* [Aim of the task] Would you copy all lines in the data that contain the word "BoardingPass"?

(Dataset records)
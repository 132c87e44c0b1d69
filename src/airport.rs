use std::fmt;
use std::fmt::Formatter;
use std::sync::Arc;
use serde::{Deserialize, Serialize};
use tabled::Tabled;

pub type AirportId = Arc<str>;

#[derive(Clone, Debug, PartialEq, Serialize, Deserialize, Tabled)]
pub struct Airport {
    pub code: AirportId,
    pub name: String,
    pub city: String,
    pub country: String,
    pub latitude: f64,
    pub longitude: f64,
    /// IANA zone id, e.g. "America/New_York".
    pub timezone: String,
}

impl fmt::Display for Airport {
    fn fmt(&self, f: &mut Formatter<'_>) -> fmt::Result {
        write!(f, "{} ({})", self.code, self.city)
    }
}
use crate::airline::Airline;
use crate::airport::{Airport, AirportId};
use std::collections::HashMap;
use std::io;
use serde::Deserialize;

/// Read-only airport/airline reference data, loaded once at startup and
/// passed by reference into the calculator. Tests substitute a small fixed
/// table built with [`ReferenceData::new`].
pub struct ReferenceData {
    airports: HashMap<AirportId, Airport>,
    airlines: Vec<Airline>,
}

impl ReferenceData {
    pub fn new(airports: Vec<Airport>, mut airlines: Vec<Airline>) -> ReferenceData {
        airlines.sort_by(|a, b| a.name.cmp(&b.name));
        let airports = airports
            .into_iter()
            .map(|a| (a.code.clone(), a))
            .collect::<HashMap<AirportId, Airport>>();
        ReferenceData { airports, airlines }
    }

    pub fn load_from_file(path: &str) -> io::Result<Self> {
        let data = std::fs::read_to_string(path)?;
        #[derive(Deserialize)]
        struct RawData {
            airports: Vec<Airport>,
            airlines: Vec<Airline>,
        }
        let raw: RawData = serde_json::from_str(&data)?;

        Ok(ReferenceData::new(raw.airports, raw.airlines))
    }

    pub fn airport(&self, code: &str) -> Option<&Airport> {
        self.airports.get(code)
    }

    pub fn airline(&self, code: &str) -> Option<&Airline> {
        self.airlines.iter().find(|a| a.code.eq_ignore_ascii_case(code))
    }

    /// Airports sorted by code, for listing.
    pub fn airports(&self) -> Vec<&Airport> {
        let mut all = self.airports.values().collect::<Vec<_>>();
        all.sort_by(|a, b| a.code.cmp(&b.code));
        all
    }

    pub fn airlines(&self) -> &[Airline] {
        &self.airlines
    }
}
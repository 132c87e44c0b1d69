use crate::airline::Airline;
use crate::airport::Airport;
use crate::plan::{self, FlightPlan};
use chrono::{Duration, NaiveTime};
use colored::Colorize;
use rand::Rng;
use std::fmt;
use std::fmt::Formatter;

const BOOKING_REF_CHARS: &[u8] = b"ABCDEFGHIJKLMNOPQRSTUVWXYZ0123456789";

pub fn generate_booking_reference(rng: &mut impl Rng) -> String {
    (0..6)
        .map(|_| BOOKING_REF_CHARS[rng.gen_range(0..BOOKING_REF_CHARS.len())] as char)
        .collect()
}

pub fn generate_gate(rng: &mut impl Rng) -> String {
    let letter = (b'A' + rng.gen_range(0..5u8)) as char;
    format!("{}{}", letter, rng.gen_range(1..=30))
}

pub fn generate_seat(rng: &mut impl Rng) -> String {
    let letter = (b'A' + rng.gen_range(0..6u8)) as char;
    format!("{}{}", rng.gen_range(1..=45), letter)
}

/// Flight numbers are the airline code plus 1 to 5 digits.
pub fn valid_flight_digits(digits: &str) -> bool {
    !digits.is_empty() && digits.len() <= 5 && digits.chars().all(|c| c.is_ascii_digit())
}

/// Boarding opens 30 minutes before departure, in origin wall-clock time.
pub fn boarding_time(departure_time_local: &str) -> Option<String> {
    let departure = NaiveTime::parse_from_str(departure_time_local, "%H:%M").ok()?;
    Some((departure - Duration::minutes(30)).format("%H:%M").to_string())
}

/// A fully assembled (fictitious) boarding pass, ready to print.
pub struct BoardingPass {
    pub passenger: String,
    pub airline: Airline,
    pub flight_number: String,
    pub origin: Airport,
    pub destination: Airport,
    pub plan: FlightPlan,
    pub boarding_time: String,
    pub seat: String,
    pub gate: String,
    pub booking_reference: String,
}

impl BoardingPass {
    pub fn assemble(
        rng: &mut impl Rng,
        passenger: String,
        airline: Airline,
        flight_digits: &str,
        origin: Airport,
        destination: Airport,
        plan: FlightPlan,
    ) -> BoardingPass {
        let boarding_time =
            boarding_time(&plan.departure_time_local).unwrap_or_else(|| plan.departure_time_local.clone());
        BoardingPass {
            passenger,
            flight_number: format!("{}{}", airline.code.to_uppercase(), flight_digits),
            airline,
            origin,
            destination,
            boarding_time,
            seat: generate_seat(rng),
            gate: generate_gate(rng),
            booking_reference: generate_booking_reference(rng),
            plan,
        }
    }
}

impl fmt::Display for BoardingPass {
    fn fmt(&self, f: &mut Formatter<'_>) -> fmt::Result {
        let rule = "─".repeat(62);
        writeln!(f, "{}", rule)?;
        writeln!(
            f,
            " {}  {}    {}",
            self.airline.name.to_uppercase().bold(),
            self.flight_number.bold().cyan(),
            "BOARDING PASS".bold()
        )?;
        writeln!(f, " {}", self.passenger.to_uppercase())?;
        writeln!(
            f,
            " {} {}  →  {} {}",
            self.origin.code.to_string().bold(),
            self.origin.city,
            self.destination.code.to_string().bold(),
            self.destination.city
        )?;
        writeln!(
            f,
            " Date {}   Boarding {}   Departs {}",
            self.plan.departure_date_local,
            self.boarding_time.bold(),
            self.plan.departure_time_local.bold()
        )?;
        writeln!(
            f,
            " Arrives {} ({}, {})",
            self.plan.arrival_time_local.bold(),
            self.plan.arrival_date_local,
            self.plan.arrival_weekday
        )?;
        writeln!(
            f,
            " Seat {}   Gate {}   Ref {}",
            self.seat.bold().green(),
            self.gate.bold().green(),
            self.booking_reference.bold().green()
        )?;
        writeln!(
            f,
            " Duration {}   Distance {}   Time zones {}",
            self.plan.duration_formatted,
            plan::format_distance(self.plan.distance_km),
            self.plan.timezone_difference
        )?;
        write!(f, "{}", rule)
    }
}
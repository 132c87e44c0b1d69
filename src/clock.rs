use chrono::{DateTime, LocalResult, NaiveDateTime, Offset, TimeZone, Utc};
use chrono_tz::Tz;
use log::warn;

/// Resolve an IANA zone id. Unknown ids degrade to UTC with a warning
/// rather than failing the calculation.
pub fn parse_zone(id: &str) -> Tz {
    id.parse().unwrap_or_else(|_| {
        warn!("unknown timezone id {:?}, falling back to UTC", id);
        Tz::UTC
    })
}

/// Resolve a naive wall-clock time, read in the given zone on that calendar
/// date, to the absolute UTC instant.
///
/// An ambiguous wall time (the repeated fall-back hour) takes the earliest
/// mapping. A nonexistent wall time (the spring-forward gap) is resolved
/// with the offset in force at the naive instant queried as UTC, which is
/// the closest answer zone rules allow for a time that never happened.
pub fn resolve_local(wall: NaiveDateTime, zone: Tz) -> DateTime<Utc> {
    match zone.from_local_datetime(&wall) {
        LocalResult::Single(dt) => dt.with_timezone(&Utc),
        LocalResult::Ambiguous(earliest, _) => earliest.with_timezone(&Utc),
        LocalResult::None => {
            let offset = zone.offset_from_utc_datetime(&wall).fix();
            Utc.from_utc_datetime(&(wall - offset))
        }
    }
}

/// Wall-clock view of a UTC instant in the given zone.
pub fn project(instant: DateTime<Utc>, zone: Tz) -> DateTime<Tz> {
    instant.with_timezone(&zone)
}

/// UTC offset of a zone at a given instant, in hours. Fractional for
/// half-hour and quarter-hour zones.
pub fn utc_offset_hours(zone: Tz, instant: DateTime<Utc>) -> f64 {
    let seconds = zone
        .offset_from_utc_datetime(&instant.naive_utc())
        .fix()
        .local_minus_utc();
    f64::from(seconds) / 3600.0
}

* [Solution for this exercise]
pub struct BoardingPass {
impl BoardingPass {
    ) -> BoardingPass {
        BoardingPass {
impl fmt::Display for BoardingPass {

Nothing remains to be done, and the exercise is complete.